─── DATASET CONTENT ───

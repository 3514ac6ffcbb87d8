//! # MySQL Session
//!
//! `Connector`/`Session` over a single sqlx `MySqlConnection`. No pool: each
//! request opens its own connection and closes it when the request ends.

use async_trait::async_trait;
use chrono::{NaiveDate, NaiveDateTime, NaiveTime};
use rust_decimal::Decimal;
use sqlx::mysql::{MySqlArguments, MySqlConnectOptions, MySqlDatabaseError, MySqlRow};
use sqlx::error::DatabaseError;
use sqlx::query::Query;
use sqlx::{Column, Connection, MySql, MySqlConnection, Row, TypeInfo};

use super::errors::{DbError, DbResult};
use super::gateway::{Connector, Session};
use super::value::{ReportRow, ReportValue, RowSet, SqlParam};
use crate::config::DashboardConfig;

/// Opens one MySQL connection per call
#[derive(Debug, Clone)]
pub struct MySqlConnector {
    host: String,
    port: u16,
    user: String,
    password: Option<String>,
    database: String,
}

impl MySqlConnector {
    pub fn from_config(config: &DashboardConfig) -> Self {
        Self {
            host: config.db_host.clone(),
            port: config.db_port,
            user: config.db_user.clone(),
            password: config.db_password.clone(),
            database: config.db_name.clone(),
        }
    }

    fn options(&self) -> MySqlConnectOptions {
        let options = MySqlConnectOptions::new()
            .host(&self.host)
            .port(self.port)
            .username(&self.user)
            .database(&self.database);
        match &self.password {
            Some(password) => options.password(password),
            None => options,
        }
    }
}

#[async_trait]
impl Connector for MySqlConnector {
    async fn connect(&self) -> DbResult<Box<dyn Session>> {
        let conn = MySqlConnection::connect_with(&self.options())
            .await
            .map_err(|e| DbError::Connect(convert_error(e).to_string()))?;
        Ok(Box::new(MySqlSession { conn }))
    }

    fn describe(&self) -> String {
        format!("mysql://{}@{}:{}/{}", self.user, self.host, self.port, self.database)
    }
}

/// A live MySQL connection
pub struct MySqlSession {
    conn: MySqlConnection,
}

fn bind_all<'q>(
    mut query: Query<'q, MySql, MySqlArguments>,
    params: &[SqlParam],
) -> Query<'q, MySql, MySqlArguments> {
    for param in params {
        query = match param {
            SqlParam::Int(v) => query.bind(*v),
            SqlParam::Float(v) => query.bind(*v),
            SqlParam::Text(v) => query.bind(v.clone()),
        };
    }
    query
}

#[async_trait]
impl Session for MySqlSession {
    async fn fetch_all(&mut self, sql: &str, params: &[SqlParam]) -> DbResult<RowSet> {
        let rows = bind_all(sqlx::query(sql), params)
            .fetch_all(&mut self.conn)
            .await
            .map_err(convert_error)?;
        rows.iter().map(convert_row).collect()
    }

    async fn execute(&mut self, sql: &str, params: &[SqlParam]) -> DbResult<u64> {
        let result = bind_all(sqlx::query(sql), params)
            .execute(&mut self.conn)
            .await
            .map_err(convert_error)?;
        Ok(result.rows_affected())
    }

    async fn call_procedure(&mut self, name: &str, params: &[SqlParam]) -> DbResult<RowSet> {
        let placeholders = vec!["?"; params.len()].join(", ");
        let sql = format!("CALL {}({})", name, placeholders);
        self.fetch_all(&sql, params).await
    }

    async fn close(self: Box<Self>) -> DbResult<()> {
        self.conn.close().await.map_err(convert_error)
    }
}

/// Map a sqlx error onto `DbError`, keeping the MySQL error number
fn convert_error(err: sqlx::Error) -> DbError {
    match err {
        sqlx::Error::Database(db_err) => match db_err.try_downcast_ref::<MySqlDatabaseError>() {
            Some(mysql) => DbError::server(
                mysql.number(),
                mysql.code().unwrap_or("HY000"),
                mysql.message(),
            ),
            None => DbError::Driver(db_err.message().to_string()),
        },
        other => DbError::Driver(other.to_string()),
    }
}

fn convert_row(row: &MySqlRow) -> DbResult<ReportRow> {
    let mut out = ReportRow::new();
    for (idx, column) in row.columns().iter().enumerate() {
        let value = decode_column(row, idx, column.type_info().name())?;
        out.push(column.name(), value);
    }
    Ok(out)
}

fn decode_column(row: &MySqlRow, idx: usize, type_name: &str) -> DbResult<ReportValue> {
    let value = match type_name {
        "NULL" => ReportValue::Null,
        "BOOLEAN" | "TINYINT" | "SMALLINT" | "MEDIUMINT" | "INT" | "BIGINT" => {
            decode::<i64>(row, idx)?.map_or(ReportValue::Null, ReportValue::Int)
        }
        t if t.ends_with("UNSIGNED") => {
            decode::<u64>(row, idx)?.map_or(ReportValue::Null, ReportValue::UInt)
        }
        "FLOAT" | "DOUBLE" => decode::<f64>(row, idx)?.map_or(ReportValue::Null, ReportValue::Float),
        "DECIMAL" => decode::<Decimal>(row, idx)?.map_or(ReportValue::Null, ReportValue::Decimal),
        "DATE" => decode::<NaiveDate>(row, idx)?.map_or(ReportValue::Null, ReportValue::Date),
        "TIME" => decode::<NaiveTime>(row, idx)?.map_or(ReportValue::Null, ReportValue::Time),
        "DATETIME" | "TIMESTAMP" => {
            decode::<NaiveDateTime>(row, idx)?.map_or(ReportValue::Null, ReportValue::DateTime)
        }
        "BINARY" | "VARBINARY" | "TINYBLOB" | "BLOB" | "MEDIUMBLOB" | "LONGBLOB" | "BIT" => {
            decode::<Vec<u8>>(row, idx)?.map_or(ReportValue::Null, |bytes| {
                ReportValue::Text(String::from_utf8_lossy(&bytes).into_owned())
            })
        }
        _ => match decode::<String>(row, idx) {
            Ok(text) => text.map_or(ReportValue::Null, ReportValue::Text),
            Err(_) => decode::<Vec<u8>>(row, idx)?.map_or(ReportValue::Null, |bytes| {
                ReportValue::Text(String::from_utf8_lossy(&bytes).into_owned())
            }),
        },
    };
    Ok(value)
}

fn decode<'r, T>(row: &'r MySqlRow, idx: usize) -> DbResult<Option<T>>
where
    T: sqlx::Decode<'r, MySql> + sqlx::Type<MySql>,
{
    row.try_get::<Option<T>, _>(idx)
        .map_err(|e| DbError::Driver(e.to_string()))
}
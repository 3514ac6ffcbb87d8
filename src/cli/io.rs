//! JSON output for CLI commands: one object per line on stdout

use std::io::{self, Write};

use serde_json::Value;

use super::errors::CliResult;

/// Write a success response to stdout
pub fn write_response(data: Value) -> CliResult<()> {
    let response = serde_json::json!({
        "status": "ok",
        "data": data
    });

    let mut stdout = io::stdout();
    serde_json::to_writer(&mut stdout, &response)?;
    writeln!(stdout)?;
    stdout.flush()?;

    Ok(())
}
//! # Scripted Connector
//!
//! In-memory stand-in for the database used by tests. Responses are scripted
//! per statement text (or procedure name); every statement, connect and
//! close is recorded so tests can assert exactly what reached the database.

use std::collections::HashMap;
use std::sync::{Arc, Mutex, MutexGuard};

use async_trait::async_trait;

use super::errors::{DbError, DbResult};
use super::gateway::{Connector, Session};
use super::value::{ReportRow, ReportValue, RowSet, SqlParam};

/// Scripted outcome of one statement
#[derive(Debug, Clone)]
pub enum FakeResponse {
    Rows(RowSet),
    Affected(u64),
    Fail(DbError),
}

impl FakeResponse {
    /// Single `count` row, the shape of every existence check
    pub fn count(n: i64) -> Self {
        FakeResponse::Rows(vec![ReportRow::new().with("count", ReportValue::Int(n))])
    }

    /// Single row with one named column
    pub fn scalar(column: &str, value: ReportValue) -> Self {
        FakeResponse::Rows(vec![ReportRow::new().with(column, value)])
    }
}

type Responder = Arc<dyn Fn(&[SqlParam]) -> FakeResponse + Send + Sync>;

/// A statement that reached the fake database
#[derive(Debug, Clone, PartialEq)]
pub struct FakeCall {
    pub sql: String,
    pub params: Vec<SqlParam>,
}

#[derive(Default)]
struct FakeState {
    unreachable: bool,
    responders: HashMap<String, Responder>,
    calls: Vec<FakeCall>,
    connect_attempts: usize,
    opened: usize,
    closed: usize,
}

/// Handle to a scripted database; clones share the same script and log
#[derive(Clone, Default)]
pub struct FakeConnector {
    state: Arc<Mutex<FakeState>>,
}

impl FakeConnector {
    pub fn new() -> Self {
        Self::default()
    }

    /// A database that refuses every connection
    pub fn unreachable() -> Self {
        let fake = Self::new();
        fake.lock().unreachable = true;
        fake
    }

    /// The connector to hand to `RequestDb` or the HTTP state
    pub fn connector(&self) -> Arc<dyn Connector> {
        Arc::new(self.clone())
    }

    /// Fixed response for a statement (or procedure name)
    pub fn respond(&self, sql: &str, response: FakeResponse) -> &Self {
        self.respond_with(sql, move |_| response.clone())
    }

    /// Parameter-dependent response for a statement (or procedure name)
    pub fn respond_with<F>(&self, sql: &str, responder: F) -> &Self
    where
        F: Fn(&[SqlParam]) -> FakeResponse + Send + Sync + 'static,
    {
        self.lock()
            .responders
            .insert(sql.to_string(), Arc::new(responder));
        self
    }

    /// Every statement executed so far, in order
    pub fn calls(&self) -> Vec<FakeCall> {
        self.lock().calls.clone()
    }

    /// Number of times the given statement (or `CALL name`) ran
    pub fn calls_to(&self, sql: &str) -> usize {
        self.lock().calls.iter().filter(|c| c.sql == sql).count()
    }

    pub fn connect_attempts(&self) -> usize {
        self.lock().connect_attempts
    }

    pub fn opened(&self) -> usize {
        self.lock().opened
    }

    pub fn closed(&self) -> usize {
        self.lock().closed
    }

    fn lock(&self) -> MutexGuard<'_, FakeState> {
        // A panicking test thread must not hide the script from the others.
        self.state.lock().unwrap_or_else(|poisoned| poisoned.into_inner())
    }

    fn run(&self, sql: &str, params: &[SqlParam]) -> Option<FakeResponse> {
        let responder = {
            let mut state = self.lock();
            state.calls.push(FakeCall {
                sql: sql.to_string(),
                params: params.to_vec(),
            });
            state.responders.get(sql).cloned()
        };
        responder.map(|respond| respond(params))
    }
}

#[async_trait]
impl Connector for FakeConnector {
    async fn connect(&self) -> DbResult<Box<dyn Session>> {
        let mut state = self.lock();
        state.connect_attempts += 1;
        if state.unreachable {
            return Err(DbError::Connect(
                "2003 (HY000): Can't connect to MySQL server on 'fake:3306'".to_string(),
            ));
        }
        state.opened += 1;
        Ok(Box::new(FakeSession {
            fake: self.clone(),
        }))
    }

    fn describe(&self) -> String {
        "fake".to_string()
    }
}

struct FakeSession {
    fake: FakeConnector,
}

#[async_trait]
impl Session for FakeSession {
    async fn fetch_all(&mut self, sql: &str, params: &[SqlParam]) -> DbResult<RowSet> {
        match self.fake.run(sql, params) {
            Some(FakeResponse::Rows(rows)) => Ok(rows),
            Some(FakeResponse::Fail(err)) => Err(err),
            Some(FakeResponse::Affected(_)) | None => Ok(Vec::new()),
        }
    }

    async fn execute(&mut self, sql: &str, params: &[SqlParam]) -> DbResult<u64> {
        match self.fake.run(sql, params) {
            Some(FakeResponse::Affected(n)) => Ok(n),
            Some(FakeResponse::Rows(rows)) => Ok(rows.len() as u64),
            Some(FakeResponse::Fail(err)) => Err(err),
            None => Ok(0),
        }
    }

    async fn call_procedure(&mut self, name: &str, params: &[SqlParam]) -> DbResult<RowSet> {
        self.fetch_all(&format!("CALL {}", name), params).await
    }

    async fn close(self: Box<Self>) -> DbResult<()> {
        self.fake.lock().closed += 1;
        Ok(())
    }
}
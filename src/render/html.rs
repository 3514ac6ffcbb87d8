//! HTML building blocks: escaping, the page shell, tables and forms.

use std::fmt::Write as _;

use crate::db::{ReportRow, ReportValue};
use crate::flash::Flash;
use crate::pages::{consumers, search, vendors, warehouse, Section, HOME_PATH};

const STYLE: &str = "\
body{font-family:system-ui,sans-serif;margin:0;background:#f6f7f9;color:#222}\
nav{background:#24323f;padding:.8em 1.5em}nav a{color:#fff;margin-right:1.2em;text-decoration:none}\
main{padding:1.5em}table{border-collapse:collapse;background:#fff;margin-bottom:1.5em}\
th,td{border:1px solid #ccd;padding:.3em .6em;text-align:left}th{background:#e8ebf0}\
.flash{padding:.6em 1em;margin-bottom:.6em;border-radius:4px}\
.flash.success{background:#dff3e3}.flash.warning{background:#fff4d6}.flash.error{background:#fbe0e0}\
.empty{color:#777}.setup-required{background:#fff4d6;padding:.6em 1em}\
form{background:#fff;padding:1em;margin-bottom:1em;border:1px solid #ccd}";

/// Escape text for element content and double-quoted attributes
pub fn escape(text: &str) -> String {
    let mut out = String::with_capacity(text.len());
    for c in text.chars() {
        match c {
            '&' => out.push_str("&amp;"),
            '<' => out.push_str("&lt;"),
            '>' => out.push_str("&gt;"),
            '"' => out.push_str("&quot;"),
            '\'' => out.push_str("&#39;"),
            c => out.push(c),
        }
    }
    out
}

/// Cell text for a value; NULL renders as an empty cell
pub fn cell(value: &ReportValue) -> String {
    match value {
        ReportValue::Null => String::new(),
        other => escape(&other.to_string()),
    }
}

/// Full document around a page body
pub fn layout(title: &str, flashes: &[Flash], body: &str) -> String {
    let mut flash_html = String::new();
    for flash in flashes {
        let _ = write!(
            flash_html,
            "<div class=\"flash {}\">{}</div>",
            flash.level.as_str(),
            escape(&flash.text)
        );
    }

    format!(
        "<!doctype html><html><head><meta charset=\"utf-8\"><title>{title} - AdventureWorks Dashboard</title>\
<style>{STYLE}</style></head><body>\
<nav><a href=\"{home}\">Home</a><a href=\"{vendors}\">Vendors</a><a href=\"{warehouse}\">Warehouse</a>\
<a href=\"{consumers}\">Consumers</a><a href=\"{search}\">Search</a></nav>\
<main><h1>{title}</h1>{flash_html}{body}</main></body></html>",
        title = escape(title),
        home = HOME_PATH,
        vendors = vendors::PATH,
        warehouse = warehouse::PATH,
        consumers = consumers::PATH,
        search = search::PATH,
    )
}

/// Rows as a table; headers come from the first row's columns
pub fn table(rows: &[ReportRow]) -> String {
    let Some(first) = rows.first() else {
        return "<p class=\"empty\">No data available.</p>".to_string();
    };

    let mut html = String::from("<table><thead><tr>");
    for name in first.column_names() {
        let _ = write!(html, "<th>{}</th>", escape(name));
    }
    html.push_str("</tr></thead><tbody>");
    for row in rows {
        html.push_str("<tr>");
        for value in row.values() {
            let _ = write!(html, "<td>{}</td>", cell(value));
        }
        html.push_str("</tr>");
    }
    html.push_str("</tbody></table>");
    html
}

/// A titled report section, or its setup notice when the backing object is missing
pub fn section(heading: &str, section: &Section) -> String {
    let content = match section {
        Section::Rows(rows) => table(rows),
        Section::Absent(object) => format!(
            "<p class=\"setup-required\">Setup required: the {} <code>{}</code> does not exist yet. \
Create it with the provided SQL to enable this report.</p>",
            object.kind(),
            escape(object.name())
        ),
    };
    format!("<section><h2>{}</h2>{}</section>", escape(heading), content)
}

/// Input field of a POST form
pub struct Field<'a> {
    pub name: &'a str,
    pub label: &'a str,
    pub input_type: &'a str,
}

/// POST form identified by its hidden `form_name`
pub fn form(action: &str, form_name: &str, title: &str, fields: &[Field<'_>], submit: &str) -> String {
    let mut html = format!(
        "<form method=\"post\" action=\"{}\"><h3>{}</h3>\
<input type=\"hidden\" name=\"form_name\" value=\"{}\">",
        escape(action),
        escape(title),
        escape(form_name)
    );
    for field in fields {
        let _ = write!(
            html,
            "<label>{} <input type=\"{}\" name=\"{}\"></label> ",
            escape(field.label),
            escape(field.input_type),
            escape(field.name)
        );
    }
    let _ = write!(html, "<button type=\"submit\">{}</button></form>", escape(submit));
    html
}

───

- **EXERCISE REQUIREMENTS**
For each line above that includes "user", make a copy.

- **ANSWER FOR THIS EXERCISE**
    user: String,
            user: config.db_user.clone(),
            .username(&self.user)
        format!("mysql://{}@{}:{}/{}", self.user, self.host, self.port, self.database)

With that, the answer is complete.